Higgins, who has MS, has participated in the MS Challenge Walk for the last three years. According to Higgins, the WAMS in "Bandanna WAMS" stands for "Walkers Against Multiple Sclerosis," and the bandannas serve as a symbol of the bond between walkers and volunteers.
"We keep a bunch of extra bandannas to give to people who inspire us, or have some kind of emotional bond with us," said Higgins.
THE SIZE of the walking crowd is just large enough to meet different people, and just small enough so that friendships last from year to year, Higgins said. During her first walk, she walked alone, said Higgins, where she met Deb Sweigard from Maryland. They kept in touch until the next year, when they formed their own walking team.
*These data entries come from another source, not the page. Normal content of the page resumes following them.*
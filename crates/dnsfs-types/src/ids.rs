strong_type!(
    /// A filesystem inode number.
    Ino,
    u64
);
strong_type!(
    /// A numeric user id.
    Uid,
    u32
);
strong_type!(
    /// A numeric group id.
    Gid,
    u32
);

#[cfg(test)]
mod tests {
    use super::*;

    #[test]
    fn test_ino() {
        let ino = Ino(2049);
        assert_eq!(ino.0, 2049);
        assert_eq!(format!("{ino:?}"), "Ino(2049)");
    }

    #[test]
    fn test_uid_gid_are_distinct_types() {
        let uid = Uid(1000);
        let gid = Gid(1000);
        assert_eq!(uid.0, gid.0);
    }
}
Sweigard was a Bandanna WAMS team member this year as well, said Higgins.
"As a team, we have a lot better support of each other," said Higgins. "It's an opportunity to have team gear, and raises the enthusiasm level."
Higgins said she is "infamous" for going up to walkers and asking them why or for whom they are walking.
"It's not like you have a big MS across your forehead, but you do connect," said Higgins. "That's part of what the walk is about when you're actually on it. Very few people go just because they want exercise."
As for Higgins, she walks to prove that MS does not limit what she does with her life.
"It became something I had to do, to prove that the disease doesn’t get me down," said Higgins. "How could I not, if all these people who don’t have MS are doing it too?"
Bandanna WAMS member Marie Meadows, also of Burke, works with Higgins at Northrop-Grumman in Falls Church. She became involved in the walk for fitness reasons, she said, and for her uncle Joe, who has a progressive form of MS and has no use of his right arm or leg. During the race, Meadows wore a tag around her neck with a photo of her uncle on it.
"Anytime my feet hurt or I get tired, I told him, I'd look at his picture and say, 'Damn you, Uncle Joe!'" said Meadows. "He said, 'Oh, good. I thought you were going to get sentimental on me.'"
The MS Society is still counting proceeds from the event, said Kate Severson of the National Capital Chapter, but at last count the tally reached $54,000.
"Everything went wonderfully," said Severson. "We had wonderful weather, which is always a bonus, and people just really seemed to enjoy themselves. It was such a committed group."